The model is available as a GGUF on unsloth/NVIDIA-Nemotron-3-Nano-Omni-30B-A3B-Reasoning-GGUF. I downloaded the UD-IQ4_NL quant (18.19 GiB) — a 4-bit dynamic quantization that balances quality and size — and the accompanying mmproj-F16 vision projector (1.48 GiB).

1
2
3
4
5
hf download unsloth/NVIDIA-Nemotron-3-Nano-Omni-30B-A3B-Reasoning-GGUF \
  --include "UD-IQ4_NL*" --local-dir ~/models/nemotron-vl

hf download unsloth/NVIDIA-Nemotron-3-Nano-Omni-30B-A3B-Reasoning-GGUF \
  --include "mmproj*" --local-dir ~/models/nemotron-vl

I run llama-swap as a model proxy, backed by llama.cpp (turboquant fork). The RTX 3090 is isolated as GPU 0 — no splitting across GPUs, which would tank throughput on this MoE model.

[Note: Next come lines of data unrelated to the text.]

//! JSON extraction from free-text reasoning-service responses.
//!
//! Extraction rule, in order:
//! 1. the body of the first fenced code block (with or without a `json` tag);
//! 2. the whole trimmed response, if it starts with `{` and ends with `}`.
//!
//! The extracted text is then decoded strictly into the caller's type.

use std::sync::LazyLock;

use regex::Regex;
use serde::de::DeserializeOwned;

use crate::error::ParseError;

static FENCED_BLOCK: LazyLock<Regex> = LazyLock::new(|| {
    Regex::new(r"(?s)```[A-Za-z]*[ \t]*\r?\n?(.*?)```").expect("valid fenced block regex")
});

/// Locate the JSON object embedded in `response`, if any.
#[must_use]
pub fn extract_json_object(response: &str) -> Option<&str> {
    if let Some(body) = FENCED_BLOCK
        .captures(response)
        .and_then(|cap| cap.get(1))
        .map(|m| m.as_str().trim())
    {
        return Some(body);
    }

    let trimmed = response.trim();
    if trimmed.starts_with('{') && trimmed.ends_with('}') {
        return Some(trimmed);
    }
    None
}

/// Extract and decode the JSON object embedded in `response`.
///
/// # Errors
///
/// [`ParseError::NoJson`] when nothing matches the extraction rule,
/// [`ParseError::Decode`] when the extracted text is not a `T`.
pub fn decode_embedded<T: DeserializeOwned>(response: &str) -> Result<T, ParseError> {
    let body = extract_json_object(response).ok_or(ParseError::NoJson)?;
    Ok(serde_json::from_str(body)?)
}
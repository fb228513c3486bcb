use std::collections::HashMap;
use std::sync::Mutex;

use async_trait::async_trait;
use compscout_core::ProviderError;

use super::*;

#[derive(Debug, Clone, PartialEq)]
struct Call {
    query: String,
    count: usize,
    start_rank: u32,
}

/// Scripted blog search: each keyword maps to a fixed number of results,
/// or to an error when listed in `failing`.
#[derive(Default)]
struct ScriptedSearch {
    available: HashMap<String, usize>,
    failing: HashMap<String, fn() -> ProviderError>,
    calls: Mutex<Vec<Call>>,
}

impl ScriptedSearch {
    fn with(mut self, keyword: &str, available: usize) -> Self {
        self.available.insert(keyword.to_string(), available);
        self
    }

    fn failing(mut self, keyword: &str, err: fn() -> ProviderError) -> Self {
        self.failing.insert(keyword.to_string(), err);
        self
    }

    fn calls(&self) -> Vec<Call> {
        self.calls.lock().unwrap().clone()
    }
}

#[async_trait]
impl BlogSearch for ScriptedSearch {
    async fn search_blogs(
        &self,
        query: &str,
        count: usize,
        start_rank: u32,
        _content_type: Option<&str>,
    ) -> Result<Vec<CandidateBlog>, ProviderError> {
        self.calls.lock().unwrap().push(Call {
            query: query.to_string(),
            count,
            start_rank,
        });
        if let Some(err) = self.failing.get(query) {
            return Err(err());
        }
        let available = self.available.get(query).copied().unwrap_or(0);
        Ok((0..available.min(count))
            .map(|i| CandidateBlog {
                rank: start_rank + u32::try_from(i).unwrap(),
                title: format!("{query} post {i}"),
                url: format!("https://blog.example/{}/{i}", query.replace(' ', "-")),
                platform: "naver".to_string(),
            })
            .collect())
    }
}

fn acquirer(search: &Arc<ScriptedSearch>) -> BlogAcquirer {
    BlogAcquirer::new(Arc::clone(search) as Arc<dyn BlogSearch>)
}

fn assert_contiguous(blogs: &[CandidateBlog]) {
    for (i, blog) in blogs.iter().enumerate() {
        assert_eq!(blog.rank as usize, i + 1, "rank gap at index {i}");
    }
}

#[tokio::test]
async fn same_keyword_with_full_first_batch_makes_one_call() {
    let search = Arc::new(ScriptedSearch::default().with("hemp soda", 50));
    let blogs = acquirer(&search)
        .acquire("hemp soda", "hemp soda", 50, None)
        .await;

    assert_eq!(blogs.len(), 50);
    assert_eq!(blogs.first().unwrap().rank, 1);
    assert_eq!(blogs.last().unwrap().rank, 50);
    assert_contiguous(&blogs);
    assert_eq!(search.calls().len(), 1);
}

#[tokio::test]
async fn same_keyword_short_batch_skips_second_call() {
    let search = Arc::new(ScriptedSearch::default().with("hemp soda", 12));
    let blogs = acquirer(&search)
        .acquire("hemp soda", " hemp soda ", 50, None)
        .await;

    assert_eq!(blogs.len(), 12);
    assert_eq!(search.calls().len(), 1);
}

#[tokio::test]
async fn short_batch_requests_deficit_with_main_keyword() {
    let search = Arc::new(
        ScriptedSearch::default()
            .with("hemp soda review", 20)
            .with("hemp soda", 100),
    );
    let blogs = acquirer(&search)
        .acquire("hemp soda review", "hemp soda", 50, None)
        .await;

    assert_eq!(blogs.len(), 50);
    assert_contiguous(&blogs);
    assert_eq!(
        search.calls(),
        vec![
            Call {
                query: "hemp soda review".to_string(),
                count: 50,
                start_rank: 1
            },
            Call {
                query: "hemp soda".to_string(),
                count: 30,
                start_rank: 21
            },
        ]
    );
}

#[tokio::test]
async fn full_first_batch_never_falls_back() {
    let search = Arc::new(
        ScriptedSearch::default()
            .with("hemp soda review", 50)
            .with("hemp soda", 50),
    );
    let blogs = acquirer(&search)
        .acquire("hemp soda review", "hemp soda", 50, None)
        .await;

    assert_eq!(blogs.len(), 50);
    assert_eq!(search.calls().len(), 1);
}

#[tokio::test]
async fn failure_on_first_call_still_tries_main_keyword() {
    let search = Arc::new(
        ScriptedSearch::default()
            .failing("hemp soda review", || {
                ProviderError::Transport("connection reset".to_string())
            })
            .with("hemp soda", 8),
    );
    let blogs = acquirer(&search)
        .acquire("hemp soda review", "hemp soda", 50, None)
        .await;

    assert_eq!(blogs.len(), 8);
    assert_contiguous(&blogs);
}

#[tokio::test]
async fn failure_on_both_calls_yields_empty_list() {
    let search = Arc::new(
        ScriptedSearch::default()
            .failing("a", || ProviderError::Other("down".to_string()))
            .failing("b", || ProviderError::Other("down".to_string())),
    );
    let blogs = acquirer(&search).acquire("a", "b", 50, None).await;
    assert!(blogs.is_empty());
}

#[tokio::test]
async fn rejected_credentials_count_as_no_results() {
    let search = Arc::new(
        ScriptedSearch::default()
            .failing("a", || ProviderError::Unauthorized {
                url: "http://gateway/blogs/search".to_string(),
            })
            .with("b", 4),
    );
    let blogs = acquirer(&search).acquire("a", "b", 50, None).await;

    assert_eq!(blogs.len(), 4);
    assert_contiguous(&blogs);
    assert_eq!(search.calls().len(), 2);
}

#[tokio::test]
async fn provider_overshoot_is_truncated_to_target() {
    struct Overshoot;

    #[async_trait]
    impl BlogSearch for Overshoot {
        async fn search_blogs(
            &self,
            _query: &str,
            _count: usize,
            _start_rank: u32,
            _content_type: Option<&str>,
        ) -> Result<Vec<CandidateBlog>, ProviderError> {
            Ok((0..15)
                .map(|i| CandidateBlog {
                    rank: 99,
                    title: format!("post {i}"),
                    url: format!("https://blog.example/{i}"),
                    platform: "tistory".to_string(),
                })
                .collect())
        }
    }

    let blogs = BlogAcquirer::new(Arc::new(Overshoot))
        .acquire("x", "x", 10, None)
        .await;
    assert_eq!(blogs.len(), 10);
    assert_contiguous(&blogs);
}

#[tokio::test]
async fn duplicate_urls_from_fallback_are_dropped() {
    struct SameResults;

    #[async_trait]
    impl BlogSearch for SameResults {
        async fn search_blogs(
            &self,
            _query: &str,
            _count: usize,
            _start_rank: u32,
            _content_type: Option<&str>,
        ) -> Result<Vec<CandidateBlog>, ProviderError> {
            Ok((0..3)
                .map(|i| CandidateBlog {
                    rank: 1,
                    title: format!("post {i}"),
                    url: format!("https://blog.example/{i}"),
                    platform: "naver".to_string(),
                })
                .collect())
        }
    }

    let blogs = BlogAcquirer::new(Arc::new(SameResults))
        .acquire("x review", "x", 10, None)
        .await;
    assert_eq!(blogs.len(), 3);
    assert_contiguous(&blogs);
}

#[tokio::test]
async fn zero_target_makes_no_calls() {
    let search = Arc::new(ScriptedSearch::default().with("a", 5));
    let blogs = acquirer(&search).acquire("a", "b", 0, None).await;
    assert!(blogs.is_empty());
    assert!(search.calls().is_empty());
}
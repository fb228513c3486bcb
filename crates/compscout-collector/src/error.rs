use compscout_core::RequestError;
use thiserror::Error;

/// Errors that escape a collection run.
///
/// Provider and parse failures are absorbed by the component that hit them,
/// so only a request that fails validation is reported here.
#[derive(Debug, Error)]
pub enum CollectorError {
    #[error("invalid collection request: {0}")]
    InvalidRequest(#[from] RequestError),
}

/// Why a reasoning-service response could not be turned into structured data.
#[derive(Debug, Error)]
pub enum ParseError {
    #[error("response contains no JSON object")]
    NoJson,

    #[error("JSON has none of the expected keys: {0}")]
    MissingKeys(&'static str),

    #[error("JSON does not match the expected shape: {0}")]
    Decode(#[from] serde_json::Error),
}
use thiserror::Error;

#[derive(Debug, Error)]
pub enum ConfigError {
    #[error("missing required environment variable: {0}")]
    MissingEnvVar(String),

    #[error("invalid value for {var}: {reason}")]
    InvalidEnvVar { var: String, reason: String },

    #[error("failed to read request file {path}: {source}")]
    RequestFileIo {
        path: String,
        #[source]
        source: std::io::Error,
    },

    #[error("failed to parse request file: {0}")]
    RequestFileParse(#[from] serde_yaml::Error),

    #[error("invalid collection request: {0}")]
    InvalidRequest(#[from] RequestError),
}

/// Validation failures for a [`crate::CollectionRequest`].
#[derive(Debug, Clone, PartialEq, Eq, Error)]
pub enum RequestError {
    #[error("search keyword must be non-empty")]
    EmptySearchKeyword,

    #[error("selected title must be non-empty")]
    EmptyTitle,

    #[error("content type must be non-empty")]
    EmptyContentType,

    #[error("sub keyword at position {0} is blank")]
    BlankSubKeyword(usize),
}

/// Failures reported by an external search, crawl, subtitle or reasoning
/// provider.
///
/// None of these end a collection run: the component that made the call
/// logs the error and degrades to an empty or default result.
#[derive(Debug, Error)]
pub enum ProviderError {
    #[error("transport error: {0}")]
    Transport(String),

    #[error("unexpected HTTP status {status} from {url}")]
    UnexpectedStatus { status: u16, url: String },

    #[error("could not decode {context}: {reason}")]
    Deserialize { context: String, reason: String },

    #[error("provider rejected credentials for {url}")]
    Unauthorized { url: String },

    #[error("{0}")]
    Other(String),
}

#[cfg(test)]
mod tests {
    use super::*;

    #[test]
    fn provider_error_messages_carry_context() {
        let unauthorized = ProviderError::Unauthorized {
            url: "http://gateway/blogs".to_string(),
        };
        assert_eq!(
            unauthorized.to_string(),
            "provider rejected credentials for http://gateway/blogs"
        );
        let status = ProviderError::UnexpectedStatus {
            status: 502,
            url: "http://gateway".to_string(),
        };
        assert_eq!(status.to_string(), "unexpected HTTP status 502 from http://gateway");
    }

    #[test]
    fn request_error_messages_name_the_field() {
        assert_eq!(
            RequestError::BlankSubKeyword(2).to_string(),
            "sub keyword at position 2 is blank"
        );
    }
}
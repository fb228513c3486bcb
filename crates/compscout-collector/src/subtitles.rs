//! Transcript reconstruction for raw subtitle payloads.
//!
//! Some subtitle providers hand back clean text; others hand back the raw
//! timed-text event stream (`wireMagic: pb3` header, `tStartMs` timing
//! fields, text in `utf8` segments). The latter is reduced to spoken text.

use std::sync::LazyLock;

use regex::Regex;

/// Substrings that only appear in raw timed-text payloads.
const RAW_MARKERS: &[&str] = &["wireMagic", "pb3", "tStartMs", "dDurationMs", "segs"];

/// Token preceding each text segment in a raw payload.
const SEGMENT_DELIMITER: &str = "\"utf8\"";

/// Start of the next timed event; text never runs past it.
const TIMING_MARKER: &str = "tStartMs";

/// Runs of Hangul, optionally interleaved with digits, whitespace and light
/// punctuation. Starts and ends on a Hangul character.
static TARGET_SCRIPT_RUN: LazyLock<Regex> = LazyLock::new(|| {
    Regex::new(r"\p{Hangul}(?:[\p{Hangul}\d\s.,!?~'\-]*\p{Hangul})?")
        .expect("valid target script regex")
});

/// Whether `payload` looks like a raw timed-text blob.
#[must_use]
pub fn is_raw_payload(payload: &str) -> bool {
    RAW_MARKERS.iter().any(|marker| payload.contains(marker))
}

/// Reduce a subtitle payload to plain spoken text.
///
/// Clean payloads come back trimmed. Raw payloads go through segment
/// extraction, then the script-run scan if segments yield nothing. If both
/// come up empty the original payload is returned untouched.
#[must_use]
pub fn reconstruct(payload: &str) -> String {
    if !is_raw_payload(payload) {
        return payload.trim().to_string();
    }

    let mut kept = extract_segments(payload);
    if kept.is_empty() {
        tracing::debug!("no delimited subtitle segments; scanning for script runs");
        kept = extract_script_runs(payload);
    }

    let joined = collapse_whitespace(&kept.join(" "));
    if joined.is_empty() {
        tracing::debug!(
            bytes = payload.len(),
            "could not reconstruct subtitle text; keeping raw payload"
        );
        return payload.to_string();
    }
    joined
}

fn extract_segments(payload: &str) -> Vec<String> {
    payload
        .split(SEGMENT_DELIMITER)
        .skip(1)
        .filter_map(|segment| {
            let text = segment
                .find(TIMING_MARKER)
                .map_or(segment, |end| &segment[..end]);
            let text = text.replace("\\n", " ");
            let text = text.trim_matches(|c: char| c.is_whitespace() || c.is_ascii_punctuation());
            (text.chars().count() > 1).then(|| text.to_string())
        })
        .collect()
}

fn extract_script_runs(payload: &str) -> Vec<String> {
    TARGET_SCRIPT_RUN
        .find_iter(payload)
        .map(|m| m.as_str().trim())
        .filter(|run| !RAW_MARKERS.iter().any(|marker| run.contains(marker)))
        .filter(|run| run.chars().count() > 3)
        .map(str::to_string)
        .collect()
}

fn collapse_whitespace(text: &str) -> String {
    text.split_whitespace().collect::<Vec<_>>().join(" ")
}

Fitting vision on a 24 GB card — the trick

Loading the model + mmproj + 64K context at once caused an immediate OOM — cudaGraphInstantiate failed because CUDA graph capture buffers couldn’t fit in the remaining VRAM.

The trick was --no-mmproj-offload . This flag keeps the vision projector (mmproj) on the CPU instead of loading it into GPU VRAM:

1
2
3
4
5
6
# llama-swap model config — vision variant
name: nemotron-3-nano-30b-a3b-vl
model: ~/models/nemotron-vl/NVIDIA-Nemotron-3-Nano-Omni-30B-A3B-Reasoning-UD-IQ4_NL.gguf
mmproj: ~/models/nemotron-vl/mmproj-nemotron-3-nano-30b-f16.gguf
ctx_size: 32768
no_mmproj_offload: true

This saves ~1.5 GB of VRAM — enough to fit the model comfortably. I also dropped context from 64K to 32K for the vision config, since multimodal use rarely needs massive context windows.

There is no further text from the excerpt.